Collected data entries
• • •
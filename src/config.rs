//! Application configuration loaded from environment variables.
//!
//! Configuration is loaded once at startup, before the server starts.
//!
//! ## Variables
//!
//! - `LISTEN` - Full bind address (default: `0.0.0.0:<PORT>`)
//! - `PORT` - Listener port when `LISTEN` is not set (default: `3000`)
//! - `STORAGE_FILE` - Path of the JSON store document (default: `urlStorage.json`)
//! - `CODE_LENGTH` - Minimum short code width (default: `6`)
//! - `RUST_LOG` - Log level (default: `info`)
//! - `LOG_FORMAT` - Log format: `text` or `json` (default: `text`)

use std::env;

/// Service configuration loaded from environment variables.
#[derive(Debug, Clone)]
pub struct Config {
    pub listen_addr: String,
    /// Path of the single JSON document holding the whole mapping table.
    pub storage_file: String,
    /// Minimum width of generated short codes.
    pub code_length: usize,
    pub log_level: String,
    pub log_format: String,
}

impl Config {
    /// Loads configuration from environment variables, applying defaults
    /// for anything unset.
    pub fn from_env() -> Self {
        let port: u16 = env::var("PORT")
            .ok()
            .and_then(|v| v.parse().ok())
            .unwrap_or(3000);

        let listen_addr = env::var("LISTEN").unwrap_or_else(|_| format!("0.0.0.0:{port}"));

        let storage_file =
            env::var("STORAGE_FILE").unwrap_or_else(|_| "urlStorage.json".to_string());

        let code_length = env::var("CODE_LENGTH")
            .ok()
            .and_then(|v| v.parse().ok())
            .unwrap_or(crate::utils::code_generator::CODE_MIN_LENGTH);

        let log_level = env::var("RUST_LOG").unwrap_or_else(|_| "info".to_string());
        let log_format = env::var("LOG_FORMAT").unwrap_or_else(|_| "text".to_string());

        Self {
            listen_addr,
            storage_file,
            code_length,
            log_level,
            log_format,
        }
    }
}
• • •
→ EXERCISE BRIEF
The entries above are to be restated word for word.

→ RESPONSE BELOW
filename src/config.rs
//! Application configuration loaded from environment variables.
//!
//! Configuration is loaded once at startup, before the server starts.
//!
//! ## Variables
//!
//! - `LISTEN` - Full bind address (default: `0.0.0.0:<PORT>`)
//! - `PORT` - Listener port when `LISTEN` is not set (default: `3000`)
//! - `STORAGE_FILE` - Path of the JSON store document (default: `urlStorage.json`)
//! - `CODE_LENGTH` - Minimum short code width (default: `6`)
//! - `RUST_LOG` - Log level (default: `info`)
//! - `LOG_FORMAT` - Log format: `text` or `json` (default: `text`)

use std::env;

/// Service configuration loaded from environment variables.
#[derive(Debug, Clone)]
pub struct Config {
    pub listen_addr: String,
    /// Path of the single JSON document holding the whole mapping table.
    pub storage_file: String,
    /// Minimum width of generated short codes.
    pub code_length: usize,
    pub log_level: String,
    pub log_format: String,
}

impl Config {
    /// Loads configuration from environment variables, applying defaults
    /// for anything unset.
    pub fn from_env() -> Self {
        let port: u16 = env::var("PORT")
            .ok()
            .and_then(|v| v.parse().ok())
            .unwrap_or(3000);

        let listen_addr = env::var("LISTEN").unwrap_or_else(|_| format!("0.0.0.0:{port}"));

        let storage_file =
            env::var("STORAGE_FILE").unwrap_or_else(|_| "urlStorage.json".to_string());

        let code_length = env::var("CODE_LENGTH")
            .ok()
            .and_then(|v| v.parse().ok())
            .unwrap_or(crate::utils::code_generator::CODE_MIN_LENGTH);

        let log_level = env::var("RUST_LOG").unwrap_or_else(|_| "info".to_string());
        let log_format = env::var("LOG_FORMAT").unwrap_or_else(|_| "text".to_string());

        Self {
            listen_addr,
            storage_file,
            code_length,
            log_level,
            log_format,
        }
    }
}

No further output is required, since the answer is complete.